### Problem to solve
The exercise asks you to copy every line below in which "loaded" appears.
Extracted material START
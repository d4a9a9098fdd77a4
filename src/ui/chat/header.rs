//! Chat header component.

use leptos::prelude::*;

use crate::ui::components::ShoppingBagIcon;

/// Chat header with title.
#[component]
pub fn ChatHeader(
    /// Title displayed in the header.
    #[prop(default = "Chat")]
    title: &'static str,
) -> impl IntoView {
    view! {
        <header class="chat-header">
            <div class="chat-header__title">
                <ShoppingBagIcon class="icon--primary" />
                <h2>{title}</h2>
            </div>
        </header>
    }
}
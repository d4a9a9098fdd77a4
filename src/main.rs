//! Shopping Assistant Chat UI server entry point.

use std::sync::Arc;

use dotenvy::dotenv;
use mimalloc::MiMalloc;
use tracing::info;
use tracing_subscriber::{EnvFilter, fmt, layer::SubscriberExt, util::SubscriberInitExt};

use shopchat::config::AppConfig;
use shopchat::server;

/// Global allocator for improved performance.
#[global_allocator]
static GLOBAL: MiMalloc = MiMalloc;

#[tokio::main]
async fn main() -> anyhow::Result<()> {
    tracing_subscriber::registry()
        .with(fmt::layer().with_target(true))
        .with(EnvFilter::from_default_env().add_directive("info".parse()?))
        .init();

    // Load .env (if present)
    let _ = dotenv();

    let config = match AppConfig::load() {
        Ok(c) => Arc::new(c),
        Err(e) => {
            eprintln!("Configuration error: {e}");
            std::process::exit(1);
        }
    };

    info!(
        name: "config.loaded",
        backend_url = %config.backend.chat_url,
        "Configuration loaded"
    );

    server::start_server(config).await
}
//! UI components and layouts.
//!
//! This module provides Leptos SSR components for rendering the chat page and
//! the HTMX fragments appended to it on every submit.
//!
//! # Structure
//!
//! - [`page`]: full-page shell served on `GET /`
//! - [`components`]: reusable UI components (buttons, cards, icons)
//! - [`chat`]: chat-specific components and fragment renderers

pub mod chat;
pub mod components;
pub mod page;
Extracted material END
### Finished task
        name: "config.loaded",
        "Configuration loaded"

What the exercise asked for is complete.